**Work order**: Of the entries below, return only those lines from the line with "repository 00ce39d51cbfed74" to the line with "pub type ParamName = &'static str;", exactly, both included.

**Data supplied**:

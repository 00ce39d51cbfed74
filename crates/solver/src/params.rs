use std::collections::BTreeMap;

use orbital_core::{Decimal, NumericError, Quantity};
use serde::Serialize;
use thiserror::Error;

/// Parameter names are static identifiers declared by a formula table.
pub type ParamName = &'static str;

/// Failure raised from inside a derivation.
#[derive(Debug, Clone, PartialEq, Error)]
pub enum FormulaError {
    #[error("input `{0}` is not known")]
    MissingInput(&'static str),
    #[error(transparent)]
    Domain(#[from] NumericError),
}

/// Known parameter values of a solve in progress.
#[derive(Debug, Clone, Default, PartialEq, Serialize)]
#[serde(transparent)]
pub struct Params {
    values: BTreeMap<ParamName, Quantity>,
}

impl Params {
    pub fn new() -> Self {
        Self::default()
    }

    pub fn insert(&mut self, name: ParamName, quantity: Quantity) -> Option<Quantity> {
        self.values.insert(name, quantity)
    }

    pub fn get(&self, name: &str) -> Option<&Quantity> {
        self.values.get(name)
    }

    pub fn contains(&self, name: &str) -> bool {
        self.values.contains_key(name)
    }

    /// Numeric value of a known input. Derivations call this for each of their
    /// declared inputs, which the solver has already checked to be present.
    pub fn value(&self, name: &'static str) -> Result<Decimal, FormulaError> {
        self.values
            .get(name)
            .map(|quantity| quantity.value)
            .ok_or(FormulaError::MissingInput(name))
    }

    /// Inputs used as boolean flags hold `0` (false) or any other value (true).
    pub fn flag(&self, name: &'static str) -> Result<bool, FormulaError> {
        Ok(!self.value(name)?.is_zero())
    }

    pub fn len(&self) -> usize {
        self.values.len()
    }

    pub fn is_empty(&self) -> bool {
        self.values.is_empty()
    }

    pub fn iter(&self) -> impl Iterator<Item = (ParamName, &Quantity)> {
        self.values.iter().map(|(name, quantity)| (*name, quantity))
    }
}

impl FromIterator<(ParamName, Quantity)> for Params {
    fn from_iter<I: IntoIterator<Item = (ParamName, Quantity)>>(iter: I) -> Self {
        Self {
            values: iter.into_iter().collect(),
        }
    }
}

...

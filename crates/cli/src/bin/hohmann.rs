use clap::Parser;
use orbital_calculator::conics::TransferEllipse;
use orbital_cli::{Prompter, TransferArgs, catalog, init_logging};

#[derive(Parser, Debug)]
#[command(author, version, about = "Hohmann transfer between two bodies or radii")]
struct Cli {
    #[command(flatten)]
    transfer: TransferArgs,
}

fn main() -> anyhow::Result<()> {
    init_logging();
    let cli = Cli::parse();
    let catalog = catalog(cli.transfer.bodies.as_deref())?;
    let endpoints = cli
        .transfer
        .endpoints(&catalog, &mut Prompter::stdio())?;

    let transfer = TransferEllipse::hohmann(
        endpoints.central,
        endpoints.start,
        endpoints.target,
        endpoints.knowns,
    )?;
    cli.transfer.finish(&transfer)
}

**Solution for this task**:
repository 00ce39d51cbfed74
filename crates/solver/src/params.rs
use std::collections::BTreeMap;

use orbital_core::{Decimal, NumericError, Quantity};
use serde::Serialize;
use thiserror::Error;

/// Parameter names are static identifiers declared by a formula table.
pub type ParamName = &'static str;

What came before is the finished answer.